Quelle che riconoscono il significato delle cesoie di Atropo sono le altre, sono le Plath, le Woolf, le Cvetaeva, le Rosselli. Sono quelle che, per troppa consapevolezza, mettono “la testa nel forno”, “vanno al fiume con le pietre in tasca”, “legano una fune a una trave”, “volano dal balcone”.

E così sia.

Storie di donne in versi nel vespro che accomuna ogni vita, così come “sono all’inizio / tutte uguali / nasci da un ventre aperto / dal buio vedi la luce / ma subito la storia cambia” e la differenza sta tutta nel modo di abitare il mondo tra la nascita e la morte, “secondo il luogo, lo status / il modo e l’accoglienza / non c’è una regola prescritta / uguale a tutti / ognuno trova a caso la sua stanza / chi bene – felice lui o lei – chi con dolore”.

E così sia.

Un buon uso della vita è un inno al recupero della “figura” che “preesiste all’idea da colarvi dentro” (Cristina CampoGli imperdonabili, p. 150, citata dall’autrice).

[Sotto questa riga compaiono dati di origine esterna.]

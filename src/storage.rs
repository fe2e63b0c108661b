use anyhow::{Context, Result};
use phenomatch_core::{catalog, Catalog, DecodeReport};
use std::path::Path;

/// Read and decode the persisted catalog. Structural problems fail the load;
/// undecodable embeddings are left out and listed in the report.
pub fn load_catalog(path: &Path) -> Result<(Catalog, DecodeReport)> {
    let raw = std::fs::read_to_string(path)
        .with_context(|| format!("reading catalog {}", path.display()))?;
    let (catalog, report) =
        catalog::decode_str(&raw).with_context(|| format!("decoding catalog {}", path.display()))?;
    log::info!(
        "Loaded {} groups ({} entries) from {}",
        catalog.groups.len(),
        catalog.entry_count(),
        path.display()
    );
    if !report.is_clean() {
        log::warn!("{} embedding(s) could not be decoded", report.issues.len());
    }
    Ok((catalog, report))
}

pub fn save_catalog(path: &Path, catalog: &Catalog) -> Result<()> {
    if let Some(parent) = path.parent() {
        std::fs::create_dir_all(parent)?;
    }
    let data = serde_json::to_string(&catalog.to_payload())?;
    std::fs::write(path, data).with_context(|| format!("writing catalog {}", path.display()))?;
    Ok(())
}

La carta degli arcani maggiori che permea la silloge di Gabriella Musetti è sì la numero tredici, Senza Nome o Morte che dir si voglia, ma si accompagna alla sorella Papessa che riflette sul senso dell’esistere, senza dare per scontata la conoscenza del destino, lume di conforto o meno, in questi ritratti che la poetessa ci regala, collana di perle parole per un funerale, epitaffi da incidere sulle lapidi di un piccolo cimitero di città.

Dalla culla alla bara, con possibilità di giocarsi la sorte.

Con la possibilità di incontrare “un destriero di luce”, nell’attesa, magari, che “torni l’autunno con le sue / brume”, dimostrando a se stesse di essere donne “libere bei pensieri”, donne che “accettano la disperazione i momenti neri”, “nel vortice del vivere distratte”, chissà…

Un altro arcano che non posso fare a meno di associare ai testi è la Ruota, icona della dea bendata disponibile a offrire una possibilità, proprio per far sì che, dal caso più volte citato, si possa giungere alla “rivelazione” colmante (ancora la Campo, op. cit.).

Che la poesia sia “meno del fumo”, come suggerisce ai lettori Pieraldo Marasi, e che, nonostante la minuzia, nonostante il nostro dire “non vale niente”, non si possa “morire senza un briciolo di poesia” è il messaggio chiaro e forte che emerge sin dalle prime pagine del volume di Musetti.